▶ How to complete this task: Would you write out, word for word, each line of the records below from the top through the one holding "log shippers want."?

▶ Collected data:
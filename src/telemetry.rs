//! Telemetry initialization.
//!
//! Structured logs go to stderr via `tracing`; the filter comes from
//! `RUST_LOG` (default `warn`). Setting `JVS_LOG_FORMAT=json` switches the
//! human formatter for JSON lines, which is what log shippers want.

use tracing_subscriber::EnvFilter;

/// Initialize the global tracing subscriber. Call once, early in `main`.
///
/// A second call (e.g. from tests) is a no-op.
pub fn init() {
    use tracing_subscriber::layer::SubscriberExt as _;
    use tracing_subscriber::util::SubscriberInitExt as _;

    let filter = EnvFilter::try_from_default_env().unwrap_or_else(|_| EnvFilter::new("warn"));

    let json = std::env::var("JVS_LOG_FORMAT").is_ok_and(|v| v.eq_ignore_ascii_case("json"));
    let registry = tracing_subscriber::registry().with(filter);
    let result = if json {
        registry
            .with(
                tracing_subscriber::fmt::layer()
                    .json()
                    .with_writer(std::io::stderr),
            )
            .try_init()
    } else {
        registry
            .with(
                tracing_subscriber::fmt::layer()
                    .compact()
                    .with_writer(std::io::stderr),
            )
            .try_init()
    };
    // Already initialized: fine, keep the first subscriber.
    drop(result);
}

▶ Solution below:
filename src/telemetry.rs
//! Telemetry initialization.
//!
//! Structured logs go to stderr via `tracing`; the filter comes from
//! `RUST_LOG` (default `warn`). Setting `JVS_LOG_FORMAT=json` switches the
//! human formatter for JSON lines, which is what log shippers want.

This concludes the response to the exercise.